● Records supplied:
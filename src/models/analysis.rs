use serde::Serialize;

use super::{Anomaly, ForecastModel, PriceSeries, TradingSignal};

/// Everything the dashboard shows for one ticker and date range
#[derive(Debug, Clone, Serialize)]
pub struct StockAnalysis {
    pub series: PriceSeries,
    pub forecasts: Vec<ForecastModel>,
    pub anomalies: Vec<Anomaly>,
    pub signals: Vec<TradingSignal>,
}
use axum::extract::{Path, Query, State};
use axum::routing::get;
use axum::{Json, Router};
use tracing::{error, info};

use crate::errors::AppError;
use crate::models::{Anomaly, ForecastModel, PriceSeries, StockAnalysis, TradingSignal};
use crate::routes::params::{normalize_ticker, HistoryQuery};
use crate::services::{
    analysis_service, anomaly_service, forecasting_service, price_service, signal_service,
};
use crate::state::AppState;

pub fn router() -> Router<AppState> {
    Router::new()
        .route("/:ticker", get(get_analysis))
        .route("/:ticker/forecasts", get(get_forecasts))
        .route("/:ticker/anomalies", get(get_anomalies))
        .route("/:ticker/signals", get(get_signals))
}

async fn load_series(
    state: &AppState,
    raw_ticker: &str,
    query: &HistoryQuery,
) -> Result<PriceSeries, AppError> {
    let ticker = normalize_ticker(raw_ticker)?;
    let days = query.resolve(state.config.default_history_days)?;

    price_service::fetch_history(
        state.price_provider.as_ref(),
        &state.failure_cache,
        &ticker,
        days,
    )
    .await
    .map_err(|e| {
        error!("Failed to load price history for {}: {}", ticker, e);
        e
    })
}

/// Forecasts, anomalies and signals in one payload
pub async fn get_analysis(
    Path(ticker): Path<String>,
    Query(query): Query<HistoryQuery>,
    State(state): State<AppState>,
) -> Result<Json<StockAnalysis>, AppError> {
    info!("GET /analysis/{} - Running full analysis", ticker);
    let symbol = normalize_ticker(&ticker)?;
    let days = query.resolve(state.config.default_history_days)?;

    let analysis = analysis_service::analyze_ticker(
        state.price_provider.as_ref(),
        &state.failure_cache,
        &symbol,
        days,
    )
    .await
    .map_err(|e| {
        error!("Failed to analyze {}: {}", symbol, e);
        e
    })?;

    Ok(Json(analysis))
}

pub async fn get_forecasts(
    Path(ticker): Path<String>,
    Query(query): Query<HistoryQuery>,
    State(state): State<AppState>,
) -> Result<Json<Vec<ForecastModel>>, AppError> {
    info!("GET /analysis/{}/forecasts - Generating forecasts", ticker);
    let series = load_series(&state, &ticker, &query).await?;
    Ok(Json(forecasting_service::generate_forecasts(&series)))
}

pub async fn get_anomalies(
    Path(ticker): Path<String>,
    Query(query): Query<HistoryQuery>,
    State(state): State<AppState>,
) -> Result<Json<Vec<Anomaly>>, AppError> {
    info!("GET /analysis/{}/anomalies - Detecting anomalies", ticker);
    let series = load_series(&state, &ticker, &query).await?;
    Ok(Json(anomaly_service::detect_anomalies(&series)))
}

pub async fn get_signals(
    Path(ticker): Path<String>,
    Query(query): Query<HistoryQuery>,
    State(state): State<AppState>,
) -> Result<Json<Vec<TradingSignal>>, AppError> {
    info!("GET /analysis/{}/signals - Generating trading signals", ticker);
    let series = load_series(&state, &ticker, &query).await?;
    let forecasts = forecasting_service::generate_forecasts(&series);
    Ok(Json(signal_service::generate_trading_signals(&series, &forecasts)))
}
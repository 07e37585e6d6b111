use chrono::{DateTime, Utc};
use serde::{Deserialize, Serialize};

/// Direction of a trading recommendation
#[derive(Debug, Clone, Copy, Serialize, Deserialize, PartialEq, Eq, Hash)]
#[serde(rename_all = "lowercase")]
pub enum SignalType {
    Buy,
    Sell,
    Hold,
}

impl std::fmt::Display for SignalType {
    fn fmt(&self, f: &mut std::fmt::Formatter<'_>) -> std::fmt::Result {
        match self {
            SignalType::Buy => write!(f, "buy"),
            SignalType::Sell => write!(f, "sell"),
            SignalType::Hold => write!(f, "hold"),
        }
    }
}

/// Trading recommendation derived from one analysis run
#[derive(Debug, Clone, Serialize, Deserialize)]
pub struct TradingSignal {
    #[serde(rename = "type")]
    pub signal_type: SignalType,

    /// Conviction in [0, 1]
    pub strength: f64,

    /// Human-readable explanation of the contributing factors
    pub reason: String,

    pub timestamp: DateTime<Utc>,

    /// Take-profit level for directional signals
    pub target_price: Option<f64>,

    pub stop_loss: Option<f64>,
}

impl TradingSignal {
    pub fn hold(reason: impl Into<String>) -> Self {
        Self {
            signal_type: SignalType::Hold,
            strength: 0.5,
            reason: reason.into(),
            timestamp: Utc::now(),
            target_price: None,
            stop_loss: None,
        }
    }

    pub fn is_directional(&self) -> bool {
        self.signal_type != SignalType::Hold
    }
}

#[cfg(test)]
mod tests {
    use super::*;

    #[test]
    fn test_signal_type_display_matches_json() {
        for kind in [SignalType::Buy, SignalType::Sell, SignalType::Hold] {
            let json = serde_json::to_string(&kind).unwrap();
            assert_eq!(json, format!("\"{}\"", kind));
        }
    }

    #[test]
    fn test_hold_signal_defaults() {
        let signal = TradingSignal::hold("No clear edge");
        assert_eq!(signal.signal_type, SignalType::Hold);
        assert_eq!(signal.strength, 0.5);
        assert!(signal.target_price.is_none());
        assert!(signal.stop_loss.is_none());
        assert!(!signal.is_directional());
    }

    #[test]
    fn test_signal_json_shape() {
        let signal = TradingSignal::hold("x");
        let json = serde_json::to_value(&signal).unwrap();
        assert_eq!(json["type"], "hold");
        assert!(json["target_price"].is_null());
    }
}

● Your task:
Everything in the records must be returned exactly.

● Result:
filename src/models/analysis.rs
use serde::Serialize;

use super::{Anomaly, ForecastModel, PriceSeries, TradingSignal};

/// Everything the dashboard shows for one ticker and date range
#[derive(Debug, Clone, Serialize)]
pub struct StockAnalysis {
    pub series: PriceSeries,
    pub forecasts: Vec<ForecastModel>,
    pub anomalies: Vec<Anomaly>,
    pub signals: Vec<TradingSignal>,
}
use axum::extract::{Path, Query, State};
use axum::routing::get;
use axum::{Json, Router};
use tracing::{error, info};

use crate::errors::AppError;
use crate::models::{Anomaly, ForecastModel, PriceSeries, StockAnalysis, TradingSignal};
use crate::routes::params::{normalize_ticker, HistoryQuery};
use crate::services::{
    analysis_service, anomaly_service, forecasting_service, price_service, signal_service,
};
use crate::state::AppState;

pub fn router() -> Router<AppState> {
    Router::new()
        .route("/:ticker", get(get_analysis))
        .route("/:ticker/forecasts", get(get_forecasts))
        .route("/:ticker/anomalies", get(get_anomalies))
        .route("/:ticker/signals", get(get_signals))
}

async fn load_series(
    state: &AppState,
    raw_ticker: &str,
    query: &HistoryQuery,
) -> Result<PriceSeries, AppError> {
    let ticker = normalize_ticker(raw_ticker)?;
    let days = query.resolve(state.config.default_history_days)?;

    price_service::fetch_history(
        state.price_provider.as_ref(),
        &state.failure_cache,
        &ticker,
        days,
    )
    .await
    .map_err(|e| {
        error!("Failed to load price history for {}: {}", ticker, e);
        e
    })
}

/// Forecasts, anomalies and signals in one payload
pub async fn get_analysis(
    Path(ticker): Path<String>,
    Query(query): Query<HistoryQuery>,
    State(state): State<AppState>,
) -> Result<Json<StockAnalysis>, AppError> {
    info!("GET /analysis/{} - Running full analysis", ticker);
    let symbol = normalize_ticker(&ticker)?;
    let days = query.resolve(state.config.default_history_days)?;

    let analysis = analysis_service::analyze_ticker(
        state.price_provider.as_ref(),
        &state.failure_cache,
        &symbol,
        days,
    )
    .await
    .map_err(|e| {
        error!("Failed to analyze {}: {}", symbol, e);
        e
    })?;

    Ok(Json(analysis))
}

pub async fn get_forecasts(
    Path(ticker): Path<String>,
    Query(query): Query<HistoryQuery>,
    State(state): State<AppState>,
) -> Result<Json<Vec<ForecastModel>>, AppError> {
    info!("GET /analysis/{}/forecasts - Generating forecasts", ticker);
    let series = load_series(&state, &ticker, &query).await?;
    Ok(Json(forecasting_service::generate_forecasts(&series)))
}

pub async fn get_anomalies(
    Path(ticker): Path<String>,
    Query(query): Query<HistoryQuery>,
    State(state): State<AppState>,
) -> Result<Json<Vec<Anomaly>>, AppError> {
    info!("GET /analysis/{}/anomalies - Detecting anomalies", ticker);
    let series = load_series(&state, &ticker, &query).await?;
    Ok(Json(anomaly_service::detect_anomalies(&series)))
}

pub async fn get_signals(
    Path(ticker): Path<String>,
    Query(query): Query<HistoryQuery>,
    State(state): State<AppState>,
) -> Result<Json<Vec<TradingSignal>>, AppError> {
    info!("GET /analysis/{}/signals - Generating trading signals", ticker);
    let series = load_series(&state, &ticker, &query).await?;
    let forecasts = forecasting_service::generate_forecasts(&series);
    Ok(Json(signal_service::generate_trading_signals(&series, &forecasts)))
}
repository 07e37585e6d6b111
use chrono::{DateTime, Utc};
use serde::{Deserialize, Serialize};

/// Direction of a trading recommendation
#[derive(Debug, Clone, Copy, Serialize, Deserialize, PartialEq, Eq, Hash)]
#[serde(rename_all = "lowercase")]
pub enum SignalType {
    Buy,
    Sell,
    Hold,
}

impl std::fmt::Display for SignalType {
    fn fmt(&self, f: &mut std::fmt::Formatter<'_>) -> std::fmt::Result {
        match self {
            SignalType::Buy => write!(f, "buy"),
            SignalType::Sell => write!(f, "sell"),
            SignalType::Hold => write!(f, "hold"),
        }
    }
}

/// Trading recommendation derived from one analysis run
#[derive(Debug, Clone, Serialize, Deserialize)]
pub struct TradingSignal {
    #[serde(rename = "type")]
    pub signal_type: SignalType,

    /// Conviction in [0, 1]
    pub strength: f64,

    /// Human-readable explanation of the contributing factors
    pub reason: String,

    pub timestamp: DateTime<Utc>,

    /// Take-profit level for directional signals
    pub target_price: Option<f64>,

    pub stop_loss: Option<f64>,
}

impl TradingSignal {
    pub fn hold(reason: impl Into<String>) -> Self {
        Self {
            signal_type: SignalType::Hold,
            strength: 0.5,
            reason: reason.into(),
            timestamp: Utc::now(),
            target_price: None,
            stop_loss: None,
        }
    }

    pub fn is_directional(&self) -> bool {
        self.signal_type != SignalType::Hold
    }
}

#[cfg(test)]
mod tests {
    use super::*;

    #[test]
    fn test_signal_type_display_matches_json() {
        for kind in [SignalType::Buy, SignalType::Sell, SignalType::Hold] {
            let json = serde_json::to_string(&kind).unwrap();
            assert_eq!(json, format!("\"{}\"", kind));
        }
    }

    #[test]
    fn test_hold_signal_defaults() {
        let signal = TradingSignal::hold("No clear edge");
        assert_eq!(signal.signal_type, SignalType::Hold);
        assert_eq!(signal.strength, 0.5);
        assert!(signal.target_price.is_none());
        assert!(signal.stop_loss.is_none());
        assert!(!signal.is_directional());
    }

    #[test]
    fn test_signal_json_shape() {
        let signal = TradingSignal::hold("x");
        let json = serde_json::to_value(&signal).unwrap();
        assert_eq!(json["type"], "hold");
        assert!(json["target_price"].is_null());
    }
}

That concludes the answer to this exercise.